The following table shows EBITDA and Adjusted EBITDA for the three-month periods ended September 30, 2003 and September 30, 2004, including a reconciliation from net income:
| Three Months Ended September 30, | ||||||
---|---|---|---|---|---|---|---|
| 2003 | 2004 | |||||
| (Dollars in millions) | ||||||
Net income | $ | 8.9 | $ | 4.5 | |||
Provision for income taxes | 6.6 | 3.3 | |||||
Depreciation and amortization | 8.7 | 8.0 | |||||
EBITDA (1) | 24.2 | 15.8 | |||||
Pulp supply agreement (2) | (6.5 | ) | (6.9 | ) | |||
Start-up costs (3) | — | 1.2 | |||||
Adjusted EBITDA (1)(4) | $ | 17.7 | $ | 10.1 | |||
- (1)
- We calculate EBITDA as earnings before net interest expense (which was immaterial) plus provision for income taxes and depreciation and amortization. Adjusted EBITDA further adjusts EBITDA by adding back certain non-recurring items described below and the estimated impact of the new pulp supply agreement as if it had been in place for the periods presented.
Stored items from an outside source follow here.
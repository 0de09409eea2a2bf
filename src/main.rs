use actix_cors::Cors;
use actix_web::middleware::{Compress, DefaultHeaders};
use actix_web::{App, HttpServer, web};
use dotenv::dotenv;
use human_panic::setup_panic;
use tracing::{debug, warn};

// 从 lib.rs 导入模块
use rust_schoolhub::config::{AppConfig, CorsConfig};
use rust_schoolhub::models::AppStartTime;
use rust_schoolhub::routes;
use rust_schoolhub::runtime::lifetime;
use rust_schoolhub::utils::{json_error_handler, query_error_handler};

#[actix_web::main]
async fn main() -> std::io::Result<()> {
    dotenv().ok();

    // 记录程序启动时间
    let app_start_time = AppStartTime {
        start_datetime: chrono::Utc::now(),
    };

    // 启动前预处理 //

    // 初始化配置
    setup_panic!();
    AppConfig::init().expect("Failed to initialize configuration");
    let config = AppConfig::get();

    // 初始化日志
    let stdout_log = std::io::stdout();
    let (non_blocking_writer, _guard) = tracing_appender::non_blocking(stdout_log);
    let filter = tracing_subscriber::EnvFilter::new(&config.app.log_level);
    let tracing_format = tracing_subscriber::fmt::format()
        .with_level(true)
        .with_ansi(true);

    let tracing_builder = tracing_subscriber::fmt()
        .with_env_filter(filter)
        .with_writer(non_blocking_writer)
        .event_format(tracing_format);

    if config.is_development() {
        tracing_builder
            .with_file(true)
            .with_line_number(true)
            .init();
    } else {
        tracing_builder.json().init();
    }

    // 打印信息
    warn!(
        "Starting pre-startup processing...
        Project: {}
        Version: {}
        School year: {}",
        env!("CARGO_PKG_NAME"),
        env!("CARGO_PKG_VERSION"),
        config.app.school_year
    );

    let startup = lifetime::startup::prepare_server_startup().await;

    let storage = startup.storage.clone();
    let cache = startup.cache.clone();

    // 输出预处理时间
    debug!(
        "Pre-startup processing completed in {} ms",
        chrono::Utc::now()
            .signed_duration_since(app_start_time.start_datetime)
            .num_milliseconds()
    );

    // 预处理完成 //

    warn!("Using {} CPU cores for the server", config.server.workers);

    // Start the HTTP server
    let server = HttpServer::new(move || {
        App::new()
            .wrap(build_cors(config))
            .wrap(Compress::default())
            .wrap(
                DefaultHeaders::new()
                    .add(("Connection", "keep-alive"))
                    .add((
                        "Keep-Alive",
                        format!("timeout={}, max=1000", config.server.timeouts.keep_alive),
                    ))
                    .add(("Cache-Control", "no-cache, no-store, must-revalidate")),
            )
            .app_data(web::QueryConfig::default().error_handler(query_error_handler)) // 设置查询参数错误处理器
            .app_data(web::JsonConfig::default().error_handler(json_error_handler)) // 设置JSON错误处理器
            .app_data(web::Data::new(storage.clone()))
            .app_data(web::Data::new(cache.clone()))
            .app_data(web::Data::new(app_start_time.clone()))
            .app_data(web::PayloadConfig::new(
                config.server.limits.max_payload_size,
            )) // 设置最大请求体大小
            .configure(routes::configure_auth_routes) // 认证
            .configure(routes::configure_navigation_routes) // 菜单与仪表盘
            .configure(routes::configure_student_routes) // 学生名册
            .configure(routes::configure_teacher_routes) // 教师名册
            .configure(routes::configure_classes_routes) // 班级
            .configure(routes::configure_subject_routes) // 学科
            .configure(routes::configure_assignment_routes) // 授课安排
            .configure(routes::configure_enrollment_routes) // 入班记录
            .configure(routes::configure_grade_routes) // 成绩与成绩单
            .configure(routes::configure_attendance_routes) // 考勤
            .configure(routes::configure_observation_routes) // 评语
    })
    .keep_alive(std::time::Duration::from_secs(
        config.server.timeouts.keep_alive,
    )) // 启用长连接
    .client_request_timeout(std::time::Duration::from_millis(
        config.server.timeouts.client_request,
    )) // 客户端超时
    .client_disconnect_timeout(std::time::Duration::from_millis(
        config.server.timeouts.client_disconnect,
    )) // 断连超时
    .workers(config.server.workers);

    let server = {
        #[cfg(unix)]
        {
            if let Some(socket_path) = config.unix_socket_path() {
                warn!("Starting server on Unix socket: {}", socket_path);
                if std::path::Path::new(socket_path).exists() {
                    std::fs::remove_file(socket_path)?;
                }
                Some(server.bind_uds(socket_path)?)
            } else {
                let bind_address = config.server_bind_address();
                warn!("Starting server at http://{}", bind_address);
                Some(server.bind(bind_address)?)
            }
        }

        #[cfg(not(unix))]
        {
            let bind_address = config.server_bind_address();
            warn!("Starting server at http://{}", bind_address);
            Some(server.bind(bind_address)?)
        }
    }
    .expect("Server binding failed")
    .run();

    tokio::select! {
        res = server => {
            res?;
        }
        _ = lifetime::shutdown::listen_for_shutdown() => {
            warn!("Graceful shutdown: all tasks completed");
        }
    }

    Ok(())
}

/// 按配置构建 CORS，`*` 表示任意来源
fn build_cors(config: &AppConfig) -> Cors {
    let CorsConfig {
        allowed_origins,
        allowed_methods,
        allowed_headers,
        max_age,
    } = &config.cors;

    let mut cors = if allowed_origins.iter().any(|o| o == "*") {
        Cors::default().allow_any_origin()
    } else {
        allowed_origins
            .iter()
            .fold(Cors::default(), |cors, origin| cors.allowed_origin(origin))
            .supports_credentials()
    };

    cors = cors
        .allowed_methods(allowed_methods.iter().map(String::as_str))
        .max_age(*max_age);

    if allowed_headers.is_empty() {
        cors.allow_any_header()
    } else {
        cors.allowed_headers(allowed_headers.iter().map(String::as_str))
    }
}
You should not consider EBITDA, Adjusted EBITDA or ratios derived therefrom to be an alternative measure of our net income, an indicator of operating performance or cash flows or as an indicator of liquidity. Although we believe Adjusted EBITDA and ratios derived therefrom enhance your understanding of our financial condition, none of these measures, when viewed individually, is a better indicator of any trend as compared to other measures (e.g., net sales, net income, net cash flows, etc.) conventionally computed in accordance with GAAP. We caution you that amounts presented may not be comparable to similar measures disclosed by other companies.
- (2)
- In connection with the Spin-Off, we will enter into a pulp supply agreement with Kimberly-Clark pursuant to which we will agree to supply and Kimberly-Clark will agree to purchase northern bleached softwood kraft pulp and northern bleached hardwood kraft pulp. The prices at which we will sell pulp to Kimberly-Clark under the new pulp supply agreement will be based on published industry index prices (subject to minimum and maximum prices for northern bleached softwood kraft pulp shipped to North America prior to December 31, 2007) less agreed discounts. These discounts will be substantially higher than the discounts that were provided to Kimberly-Clark prior to the Spin-Off.
- (3)
- Represents certain incremental start-up costs related to our becoming an independent public company.
- (4)
- The annual maintenance shutdowns for our two pulp mills occurred during the third quarter in 2004 instead of one each during the second and third quarters in 2003.